Copy every line of the entries that has the string "crate" in it.
===== Dataset excerpts =====
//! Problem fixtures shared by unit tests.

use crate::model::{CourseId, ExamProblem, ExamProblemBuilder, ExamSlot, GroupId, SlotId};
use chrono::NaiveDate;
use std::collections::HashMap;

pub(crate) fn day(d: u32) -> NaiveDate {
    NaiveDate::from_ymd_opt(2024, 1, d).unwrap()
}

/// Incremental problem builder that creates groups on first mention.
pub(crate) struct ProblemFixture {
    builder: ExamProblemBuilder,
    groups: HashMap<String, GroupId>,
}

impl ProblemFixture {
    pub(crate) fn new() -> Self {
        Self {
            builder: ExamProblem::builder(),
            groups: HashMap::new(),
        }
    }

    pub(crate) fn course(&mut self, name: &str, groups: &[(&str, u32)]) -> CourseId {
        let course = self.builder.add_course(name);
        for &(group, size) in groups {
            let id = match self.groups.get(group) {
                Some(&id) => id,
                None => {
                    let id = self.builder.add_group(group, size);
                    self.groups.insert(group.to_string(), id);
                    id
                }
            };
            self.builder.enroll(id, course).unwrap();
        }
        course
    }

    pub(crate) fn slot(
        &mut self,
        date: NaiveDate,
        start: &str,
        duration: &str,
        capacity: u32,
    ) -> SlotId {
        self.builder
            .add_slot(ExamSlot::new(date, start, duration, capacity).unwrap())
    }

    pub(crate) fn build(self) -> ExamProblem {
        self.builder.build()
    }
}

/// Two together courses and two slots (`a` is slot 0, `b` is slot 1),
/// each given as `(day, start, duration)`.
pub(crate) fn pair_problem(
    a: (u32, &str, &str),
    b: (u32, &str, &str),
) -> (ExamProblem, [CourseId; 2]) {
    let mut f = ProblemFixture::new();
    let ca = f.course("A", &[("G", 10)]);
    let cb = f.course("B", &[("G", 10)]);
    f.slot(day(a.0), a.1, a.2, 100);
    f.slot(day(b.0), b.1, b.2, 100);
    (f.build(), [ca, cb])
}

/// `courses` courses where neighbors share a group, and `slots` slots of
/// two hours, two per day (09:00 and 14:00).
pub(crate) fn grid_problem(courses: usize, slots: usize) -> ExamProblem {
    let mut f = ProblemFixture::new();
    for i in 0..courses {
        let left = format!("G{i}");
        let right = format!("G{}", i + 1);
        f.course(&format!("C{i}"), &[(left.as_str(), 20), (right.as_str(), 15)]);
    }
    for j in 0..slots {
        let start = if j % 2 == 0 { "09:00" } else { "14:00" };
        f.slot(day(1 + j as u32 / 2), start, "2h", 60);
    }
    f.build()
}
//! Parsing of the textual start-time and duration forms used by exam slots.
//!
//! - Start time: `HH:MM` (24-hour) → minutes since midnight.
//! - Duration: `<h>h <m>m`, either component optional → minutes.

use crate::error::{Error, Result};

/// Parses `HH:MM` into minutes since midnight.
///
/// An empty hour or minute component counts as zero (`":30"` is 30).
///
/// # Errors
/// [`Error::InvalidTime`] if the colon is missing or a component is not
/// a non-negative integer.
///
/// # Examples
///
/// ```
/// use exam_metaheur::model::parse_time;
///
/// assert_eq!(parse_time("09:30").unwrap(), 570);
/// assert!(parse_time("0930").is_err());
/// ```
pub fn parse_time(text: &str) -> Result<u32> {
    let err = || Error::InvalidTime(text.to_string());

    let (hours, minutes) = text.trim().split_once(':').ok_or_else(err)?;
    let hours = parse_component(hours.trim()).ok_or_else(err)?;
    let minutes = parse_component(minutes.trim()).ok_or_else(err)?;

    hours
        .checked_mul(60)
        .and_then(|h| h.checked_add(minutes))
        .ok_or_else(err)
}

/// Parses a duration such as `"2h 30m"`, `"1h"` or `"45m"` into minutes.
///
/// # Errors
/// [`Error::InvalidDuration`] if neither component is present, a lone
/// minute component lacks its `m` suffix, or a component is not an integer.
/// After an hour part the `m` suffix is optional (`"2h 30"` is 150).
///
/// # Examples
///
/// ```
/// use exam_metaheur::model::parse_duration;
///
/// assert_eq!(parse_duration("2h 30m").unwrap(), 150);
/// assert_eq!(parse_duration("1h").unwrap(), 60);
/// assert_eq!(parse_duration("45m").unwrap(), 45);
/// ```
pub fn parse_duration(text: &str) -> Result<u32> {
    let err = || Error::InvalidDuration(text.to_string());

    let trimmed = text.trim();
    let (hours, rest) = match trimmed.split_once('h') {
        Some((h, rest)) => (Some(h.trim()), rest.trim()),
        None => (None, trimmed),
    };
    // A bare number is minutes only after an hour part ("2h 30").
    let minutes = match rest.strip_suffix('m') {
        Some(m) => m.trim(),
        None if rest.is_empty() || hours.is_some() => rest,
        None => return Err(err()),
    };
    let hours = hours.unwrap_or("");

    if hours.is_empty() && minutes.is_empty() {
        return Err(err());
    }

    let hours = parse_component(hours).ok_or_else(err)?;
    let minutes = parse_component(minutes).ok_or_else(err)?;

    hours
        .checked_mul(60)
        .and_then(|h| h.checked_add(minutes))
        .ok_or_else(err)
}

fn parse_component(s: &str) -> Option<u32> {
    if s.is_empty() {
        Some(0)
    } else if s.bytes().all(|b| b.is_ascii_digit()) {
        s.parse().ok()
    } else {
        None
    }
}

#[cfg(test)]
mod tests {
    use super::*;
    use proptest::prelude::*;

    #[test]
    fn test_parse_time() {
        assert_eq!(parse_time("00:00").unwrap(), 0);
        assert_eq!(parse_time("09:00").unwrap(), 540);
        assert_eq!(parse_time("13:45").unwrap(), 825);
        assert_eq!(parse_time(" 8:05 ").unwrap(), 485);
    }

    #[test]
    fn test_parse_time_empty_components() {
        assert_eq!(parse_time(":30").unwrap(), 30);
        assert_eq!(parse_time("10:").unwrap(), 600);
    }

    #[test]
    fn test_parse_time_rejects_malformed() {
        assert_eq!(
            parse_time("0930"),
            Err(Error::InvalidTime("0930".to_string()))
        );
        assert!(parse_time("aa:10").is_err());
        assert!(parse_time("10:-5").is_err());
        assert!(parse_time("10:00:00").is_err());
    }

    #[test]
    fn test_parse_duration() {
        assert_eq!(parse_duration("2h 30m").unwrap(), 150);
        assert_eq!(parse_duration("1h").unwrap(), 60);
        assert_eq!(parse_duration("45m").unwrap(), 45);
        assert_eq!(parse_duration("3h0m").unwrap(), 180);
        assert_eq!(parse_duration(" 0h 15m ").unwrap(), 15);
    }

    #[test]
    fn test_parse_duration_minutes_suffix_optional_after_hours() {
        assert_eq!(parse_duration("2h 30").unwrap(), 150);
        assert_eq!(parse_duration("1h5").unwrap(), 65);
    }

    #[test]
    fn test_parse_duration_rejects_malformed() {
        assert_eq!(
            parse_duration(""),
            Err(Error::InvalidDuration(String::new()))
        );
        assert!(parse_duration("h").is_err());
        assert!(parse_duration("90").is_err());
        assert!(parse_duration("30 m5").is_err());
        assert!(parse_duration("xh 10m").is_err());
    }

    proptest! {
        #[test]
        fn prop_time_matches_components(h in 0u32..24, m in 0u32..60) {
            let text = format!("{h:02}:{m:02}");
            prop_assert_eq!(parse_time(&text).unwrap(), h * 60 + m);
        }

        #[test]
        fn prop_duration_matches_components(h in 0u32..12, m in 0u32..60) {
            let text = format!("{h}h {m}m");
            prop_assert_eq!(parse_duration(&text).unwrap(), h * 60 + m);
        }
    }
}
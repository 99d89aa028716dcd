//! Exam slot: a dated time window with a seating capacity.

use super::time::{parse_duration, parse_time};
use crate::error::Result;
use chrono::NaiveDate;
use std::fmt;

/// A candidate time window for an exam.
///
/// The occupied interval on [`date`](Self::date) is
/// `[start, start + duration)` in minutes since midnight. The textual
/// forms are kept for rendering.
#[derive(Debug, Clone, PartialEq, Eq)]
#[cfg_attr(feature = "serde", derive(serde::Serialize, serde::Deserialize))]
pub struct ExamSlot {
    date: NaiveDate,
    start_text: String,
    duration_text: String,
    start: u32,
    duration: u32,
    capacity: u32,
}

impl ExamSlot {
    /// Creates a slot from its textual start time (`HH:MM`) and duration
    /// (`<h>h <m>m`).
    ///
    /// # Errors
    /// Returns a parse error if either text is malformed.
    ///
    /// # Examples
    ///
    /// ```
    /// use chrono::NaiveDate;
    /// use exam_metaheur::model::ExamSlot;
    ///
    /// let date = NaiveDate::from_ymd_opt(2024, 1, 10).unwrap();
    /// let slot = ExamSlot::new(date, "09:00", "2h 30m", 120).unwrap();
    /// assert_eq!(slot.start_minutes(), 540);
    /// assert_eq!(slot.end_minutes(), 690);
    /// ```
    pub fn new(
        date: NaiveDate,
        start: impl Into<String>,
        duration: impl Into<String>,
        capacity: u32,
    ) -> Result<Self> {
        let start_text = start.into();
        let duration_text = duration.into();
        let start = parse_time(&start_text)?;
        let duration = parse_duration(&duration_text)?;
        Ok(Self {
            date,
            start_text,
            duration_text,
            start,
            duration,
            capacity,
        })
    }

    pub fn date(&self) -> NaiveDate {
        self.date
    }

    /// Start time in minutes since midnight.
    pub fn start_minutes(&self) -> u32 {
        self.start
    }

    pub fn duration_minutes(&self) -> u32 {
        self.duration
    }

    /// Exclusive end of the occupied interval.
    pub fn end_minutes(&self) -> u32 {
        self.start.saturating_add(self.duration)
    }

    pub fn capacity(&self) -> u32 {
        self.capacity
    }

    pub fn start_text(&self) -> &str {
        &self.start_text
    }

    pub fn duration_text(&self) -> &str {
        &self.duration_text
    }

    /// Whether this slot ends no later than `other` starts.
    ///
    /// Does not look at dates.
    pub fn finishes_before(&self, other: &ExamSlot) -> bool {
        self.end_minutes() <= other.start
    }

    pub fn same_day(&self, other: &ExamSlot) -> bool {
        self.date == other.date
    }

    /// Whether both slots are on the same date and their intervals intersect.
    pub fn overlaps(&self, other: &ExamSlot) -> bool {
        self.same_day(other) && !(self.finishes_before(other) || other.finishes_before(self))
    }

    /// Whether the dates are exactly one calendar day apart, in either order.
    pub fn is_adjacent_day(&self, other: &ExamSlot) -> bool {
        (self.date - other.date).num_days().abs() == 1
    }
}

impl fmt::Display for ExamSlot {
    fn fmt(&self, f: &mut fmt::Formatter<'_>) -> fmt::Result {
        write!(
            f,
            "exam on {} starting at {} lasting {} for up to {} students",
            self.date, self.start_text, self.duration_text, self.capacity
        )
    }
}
=====
▶ **Response**
use crate::model::{CourseId, ExamProblem, ExamProblemBuilder, ExamSlot, GroupId, SlotId};
pub(crate) fn day(d: u32) -> NaiveDate {
pub(crate) struct ProblemFixture {
    pub(crate) fn new() -> Self {
    pub(crate) fn course(&mut self, name: &str, groups: &[(&str, u32)]) -> CourseId {
    pub(crate) fn slot(
    pub(crate) fn build(self) -> ExamProblem {
pub(crate) fn pair_problem(
pub(crate) fn grid_problem(courses: usize, slots: usize) -> ExamProblem {
use crate::error::{Error, Result};
use crate::error::Result;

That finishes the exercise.